___ Data in this exercise

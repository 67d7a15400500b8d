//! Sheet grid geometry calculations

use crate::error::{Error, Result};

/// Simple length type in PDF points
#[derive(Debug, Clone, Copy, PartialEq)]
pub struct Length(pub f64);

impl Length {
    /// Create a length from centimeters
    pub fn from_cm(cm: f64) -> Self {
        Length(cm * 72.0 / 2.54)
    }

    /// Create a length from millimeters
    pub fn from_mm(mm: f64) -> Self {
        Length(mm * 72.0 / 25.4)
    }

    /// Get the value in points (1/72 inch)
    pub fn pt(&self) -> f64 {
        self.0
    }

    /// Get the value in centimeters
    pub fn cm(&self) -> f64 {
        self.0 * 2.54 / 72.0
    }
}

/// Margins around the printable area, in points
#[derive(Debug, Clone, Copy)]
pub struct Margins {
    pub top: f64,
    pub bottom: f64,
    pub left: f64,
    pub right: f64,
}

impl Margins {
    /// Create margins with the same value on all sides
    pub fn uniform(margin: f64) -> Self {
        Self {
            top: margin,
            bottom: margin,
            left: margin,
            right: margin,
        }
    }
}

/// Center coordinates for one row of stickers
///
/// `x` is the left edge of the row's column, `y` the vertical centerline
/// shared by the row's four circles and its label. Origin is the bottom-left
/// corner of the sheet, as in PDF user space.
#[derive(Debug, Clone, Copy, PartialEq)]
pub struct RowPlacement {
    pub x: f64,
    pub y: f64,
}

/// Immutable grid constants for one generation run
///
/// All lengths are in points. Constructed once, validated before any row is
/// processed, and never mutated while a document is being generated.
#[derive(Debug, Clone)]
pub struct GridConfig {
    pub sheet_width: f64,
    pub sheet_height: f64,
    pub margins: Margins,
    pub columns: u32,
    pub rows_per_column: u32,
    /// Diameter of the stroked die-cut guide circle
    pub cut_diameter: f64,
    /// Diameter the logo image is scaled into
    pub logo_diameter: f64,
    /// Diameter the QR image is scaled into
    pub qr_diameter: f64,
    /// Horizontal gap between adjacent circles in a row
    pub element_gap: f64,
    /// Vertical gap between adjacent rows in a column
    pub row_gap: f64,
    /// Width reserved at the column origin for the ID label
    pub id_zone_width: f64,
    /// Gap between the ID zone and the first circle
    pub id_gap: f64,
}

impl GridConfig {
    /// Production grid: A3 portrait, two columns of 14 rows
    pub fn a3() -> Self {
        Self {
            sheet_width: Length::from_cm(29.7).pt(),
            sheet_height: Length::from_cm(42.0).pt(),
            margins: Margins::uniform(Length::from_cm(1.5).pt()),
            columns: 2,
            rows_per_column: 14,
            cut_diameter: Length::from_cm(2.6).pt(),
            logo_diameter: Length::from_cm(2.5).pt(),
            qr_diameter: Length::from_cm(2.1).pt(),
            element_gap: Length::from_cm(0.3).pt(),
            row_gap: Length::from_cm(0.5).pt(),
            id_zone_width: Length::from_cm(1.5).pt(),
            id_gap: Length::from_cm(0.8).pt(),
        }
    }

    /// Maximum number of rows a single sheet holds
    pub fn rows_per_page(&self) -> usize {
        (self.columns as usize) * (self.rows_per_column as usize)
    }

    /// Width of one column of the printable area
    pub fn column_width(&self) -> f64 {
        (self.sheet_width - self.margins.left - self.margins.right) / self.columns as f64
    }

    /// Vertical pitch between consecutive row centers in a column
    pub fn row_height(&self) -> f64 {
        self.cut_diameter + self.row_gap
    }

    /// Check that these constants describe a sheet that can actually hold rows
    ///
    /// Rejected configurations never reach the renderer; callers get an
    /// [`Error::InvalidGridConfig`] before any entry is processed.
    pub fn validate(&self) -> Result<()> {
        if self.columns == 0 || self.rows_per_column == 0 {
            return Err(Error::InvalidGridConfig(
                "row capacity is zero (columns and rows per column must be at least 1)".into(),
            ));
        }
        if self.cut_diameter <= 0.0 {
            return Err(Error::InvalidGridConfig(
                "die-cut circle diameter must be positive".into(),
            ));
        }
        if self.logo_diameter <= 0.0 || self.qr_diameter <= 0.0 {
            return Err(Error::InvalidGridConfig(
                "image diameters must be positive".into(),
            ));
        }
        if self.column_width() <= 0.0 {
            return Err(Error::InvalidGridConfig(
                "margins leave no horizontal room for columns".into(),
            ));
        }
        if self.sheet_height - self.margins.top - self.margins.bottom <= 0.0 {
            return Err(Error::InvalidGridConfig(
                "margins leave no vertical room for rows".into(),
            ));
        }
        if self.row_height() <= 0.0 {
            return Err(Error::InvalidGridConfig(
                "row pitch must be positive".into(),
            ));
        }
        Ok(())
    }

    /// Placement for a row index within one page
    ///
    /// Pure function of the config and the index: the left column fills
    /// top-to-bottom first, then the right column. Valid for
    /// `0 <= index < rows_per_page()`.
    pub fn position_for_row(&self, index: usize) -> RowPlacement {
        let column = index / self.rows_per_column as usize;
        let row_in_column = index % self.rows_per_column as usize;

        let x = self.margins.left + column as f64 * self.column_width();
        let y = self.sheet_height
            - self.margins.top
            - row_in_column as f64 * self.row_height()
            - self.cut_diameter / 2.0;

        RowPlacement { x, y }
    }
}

______

» **Directions for this task**:
All lines in the listing above between the line with "in PDF points" and the line with "points (1/72 inch)", inclusive, should be set down exactly, and no line outside that range.

» **Exercise solution**:
/// Simple length type in PDF points
#[derive(Debug, Clone, Copy, PartialEq)]
pub struct Length(pub f64);

impl Length {
    /// Create a length from centimeters
    pub fn from_cm(cm: f64) -> Self {
        Length(cm * 72.0 / 2.54)
    }

    /// Create a length from millimeters
    pub fn from_mm(mm: f64) -> Self {
        Length(mm * 72.0 / 25.4)
    }

    /// Get the value in points (1/72 inch)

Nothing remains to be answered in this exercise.